By Tom Visée, AICP, MPM
The movement and delivery of goods is essential to society — and always has been. But freight planning doesn't get the recognition it deserves, even among planners. In the e-commerce age, effective, comprehensive, and thoughtful freight planning is more important than ever, and the need will only grow.
In historic or dense urban areas, the demand for deliveries is rising, but the available infrastructure is static without space to expand. Light commercial vehicles crowd communities and distribution centers are sprouting in rural places and dense metropolitan places alike to meet customers' ever-increasing expectations, including one- and two-hour delivery promises. The space where the actual delivery occurs, the curb, is heavily under pressure by a growing number of competing uses (see "Curb Control," June 2019). Despite the rise of e-commerce, traditional brick-and-mortar stores are here to stay, and shoppers expect them to be stocked with their favorite commodities, which have to get there somehow.
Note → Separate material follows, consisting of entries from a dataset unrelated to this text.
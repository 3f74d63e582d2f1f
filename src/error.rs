use chrono::NaiveDate;
use thiserror::Error;

/// Outcomes of the habit write path that callers are expected to branch on.
#[derive(Debug, Error)]
pub enum HabitError {
    #[error("Habit {0} not found")]
    NotFound(i64),

    #[error("Unknown periodicity '{0}'. Use: daily, weekly")]
    InvalidPeriodicity(String),

    #[error("Habit {habit_id} is already completed for the period starting {period_start}")]
    AlreadyCompleted {
        habit_id: i64,
        period_start: NaiveDate,
    },

    #[error("Corrupt {table} row: {detail}")]
    CorruptRow { table: &'static str, detail: String },

    #[error("Database error: {0}")]
    Storage(#[from] rusqlite::Error),
}

pub type Result<T> = std::result::Result<T, HabitError>;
In short, we all depend on trucks to move the goods. But they also emit noise and air pollution, contribute to congestion, and can threaten the safety of other users of the public way. Here's a look at eight approaches to plan for freight in your community before it's too late.
1. Schedule Off-Hour Deliveries
Off-hour deliveries aim to reduce daytime congestion with deliveries in the evening and at night, focusing on the underused road capacity at those hours. The strategy doesn't work in all industries, but it is well suited to restaurants and some retail supply chains.
Communities benefit from less congestion, cleaner air, and safer streets. Receivers have fewer missed or late deliveries. Stores can get products on the shelves before customers arrive the next day. Carriers profit from lower costs due to shorter trips or more deliveries per trip, while their trucks don't have to jockey for curb space, resulting in less double parking and subsequently fewer tickets.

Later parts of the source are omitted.